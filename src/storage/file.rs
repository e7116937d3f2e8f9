//! JSON-file storage scope.

use super::{KeyValueStore, StorageError};
use std::collections::BTreeMap;
use std::fs;
use std::path::{Path, PathBuf};
use std::sync::Mutex;

/// Long-lived key-value store backed by a single JSON object on disk.
///
/// Every mutation rewrites the whole file. Writers in other processes are
/// not coordinated with; the last write wins.
#[derive(Debug)]
pub struct FileStore {
    path: PathBuf,
    // Serializes read-modify-write cycles within this process.
    write_lock: Mutex<()>,
}

impl FileStore {
    /// Open (or lazily create) a store at `path`.
    pub fn open(path: impl Into<PathBuf>) -> Result<Self, StorageError> {
        let path = path.into();
        if let Some(parent) = path.parent()
            && !parent.as_os_str().is_empty()
            && !parent.exists()
        {
            fs::create_dir_all(parent)?;
        }

        Ok(Self {
            path,
            write_lock: Mutex::new(()),
        })
    }

    #[must_use]
    pub fn path(&self) -> &Path {
        &self.path
    }

    fn read_file(&self) -> Result<BTreeMap<String, String>, StorageError> {
        if !self.path.exists() {
            return Ok(BTreeMap::new());
        }

        let content = fs::read_to_string(&self.path)?;
        if content.trim().is_empty() {
            return Ok(BTreeMap::new());
        }
        Ok(serde_json::from_str(&content)?)
    }

    fn write_file(&self, entries: &BTreeMap<String, String>) -> Result<(), StorageError> {
        let content = serde_json::to_string_pretty(entries)?;
        fs::write(&self.path, content)?;

        // Tokens live here; keep the file private on Unix
        #[cfg(unix)]
        {
            use std::os::unix::fs::PermissionsExt;
            let permissions = fs::Permissions::from_mode(0o600);
            fs::set_permissions(&self.path, permissions)?;
        }

        Ok(())
    }

    fn modify(
        &self,
        f: impl FnOnce(&mut BTreeMap<String, String>),
    ) -> Result<(), StorageError> {
        let _guard = self
            .write_lock
            .lock()
            .map_err(|_| StorageError::Unavailable("file store lock poisoned".into()))?;
        let mut entries = self.read_file()?;
        f(&mut entries);
        self.write_file(&entries)
    }
}

impl KeyValueStore for FileStore {
    fn get(&self, key: &str) -> Result<Option<String>, StorageError> {
        Ok(self.read_file()?.remove(key))
    }

    fn set(&self, key: &str, value: &str) -> Result<(), StorageError> {
        self.modify(|entries| {
            entries.insert(key.to_string(), value.to_string());
        })
    }

    fn remove(&self, key: &str) -> Result<(), StorageError> {
        self.modify(|entries| {
            entries.remove(key);
        })
    }

    fn keys(&self) -> Result<Vec<String>, StorageError> {
        Ok(self.read_file()?.into_keys().collect())
    }
}

#[cfg(test)]
mod tests {
    use super::*;
    use tempfile::tempdir;

    #[test]
    fn test_persists_across_instances() {
        let dir = tempdir().unwrap();
        let path = dir.path().join("nested").join("storage.json");

        let store = FileStore::open(&path).unwrap();
        store.set("token", "abc").unwrap();
        store.set("session", "{}").unwrap();
        drop(store);

        let reopened = FileStore::open(&path).unwrap();
        assert_eq!(reopened.get("token").unwrap(), Some("abc".to_string()));
        assert_eq!(reopened.keys().unwrap(), vec!["session", "token"]);

        reopened.remove("token").unwrap();
        assert_eq!(reopened.get("token").unwrap(), None);
    }

    #[test]
    fn test_missing_file_is_empty() {
        let dir = tempdir().unwrap();
        let store = FileStore::open(dir.path().join("storage.json")).unwrap();
        assert_eq!(store.get("anything").unwrap(), None);
        assert!(store.keys().unwrap().is_empty());
    }

    #[test]
    fn test_corrupt_file_reports_error() {
        let dir = tempdir().unwrap();
        let path = dir.path().join("storage.json");
        fs::write(&path, "not json").unwrap();

        let store = FileStore::open(&path).unwrap();
        assert!(matches!(
            store.get("key"),
            Err(StorageError::Serialization(_))
        ));
    }

    #[cfg(unix)]
    #[test]
    fn test_file_permissions() {
        use std::os::unix::fs::PermissionsExt;

        let dir = tempdir().unwrap();
        let path = dir.path().join("storage.json");
        let store = FileStore::open(&path).unwrap();
        store.set("k", "v").unwrap();

        let mode = fs::metadata(&path).unwrap().permissions().mode();
        assert_eq!(mode & 0o777, 0o600);
    }
}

——

Work task
Above are the records; from them, give again exactly the lines from the one containing "impl KeyValueStore for" to the one containing "let mode = fs::metadata(&path).unwrap().permissions().mode();", both lines included, and nothing more.

Reply to the exercise
impl KeyValueStore for FileStore {
    fn get(&self, key: &str) -> Result<Option<String>, StorageError> {
        Ok(self.read_file()?.remove(key))
    }

    fn set(&self, key: &str, value: &str) -> Result<(), StorageError> {
        self.modify(|entries| {
            entries.insert(key.to_string(), value.to_string());
        })
    }

    fn remove(&self, key: &str) -> Result<(), StorageError> {
        self.modify(|entries| {
            entries.remove(key);
        })
    }

    fn keys(&self) -> Result<Vec<String>, StorageError> {
        Ok(self.read_file()?.into_keys().collect())
    }
}

#[cfg(test)]
mod tests {
    use super::*;
    use tempfile::tempdir;

    #[test]
    fn test_persists_across_instances() {
        let dir = tempdir().unwrap();
        let path = dir.path().join("nested").join("storage.json");

        let store = FileStore::open(&path).unwrap();
        store.set("token", "abc").unwrap();
        store.set("session", "{}").unwrap();
        drop(store);

        let reopened = FileStore::open(&path).unwrap();
        assert_eq!(reopened.get("token").unwrap(), Some("abc".to_string()));
        assert_eq!(reopened.keys().unwrap(), vec!["session", "token"]);

        reopened.remove("token").unwrap();
        assert_eq!(reopened.get("token").unwrap(), None);
    }

    #[test]
    fn test_missing_file_is_empty() {
        let dir = tempdir().unwrap();
        let store = FileStore::open(dir.path().join("storage.json")).unwrap();
        assert_eq!(store.get("anything").unwrap(), None);
        assert!(store.keys().unwrap().is_empty());
    }

    #[test]
    fn test_corrupt_file_reports_error() {
        let dir = tempdir().unwrap();
        let path = dir.path().join("storage.json");
        fs::write(&path, "not json").unwrap();

        let store = FileStore::open(&path).unwrap();
        assert!(matches!(
            store.get("key"),
            Err(StorageError::Serialization(_))
        ));
    }

    #[cfg(unix)]
    #[test]
    fn test_file_permissions() {
        use std::os::unix::fs::PermissionsExt;

        let dir = tempdir().unwrap();
        let path = dir.path().join("storage.json");
        let store = FileStore::open(&path).unwrap();
        store.set("k", "v").unwrap();

        let mode = fs::metadata(&path).unwrap().permissions().mode();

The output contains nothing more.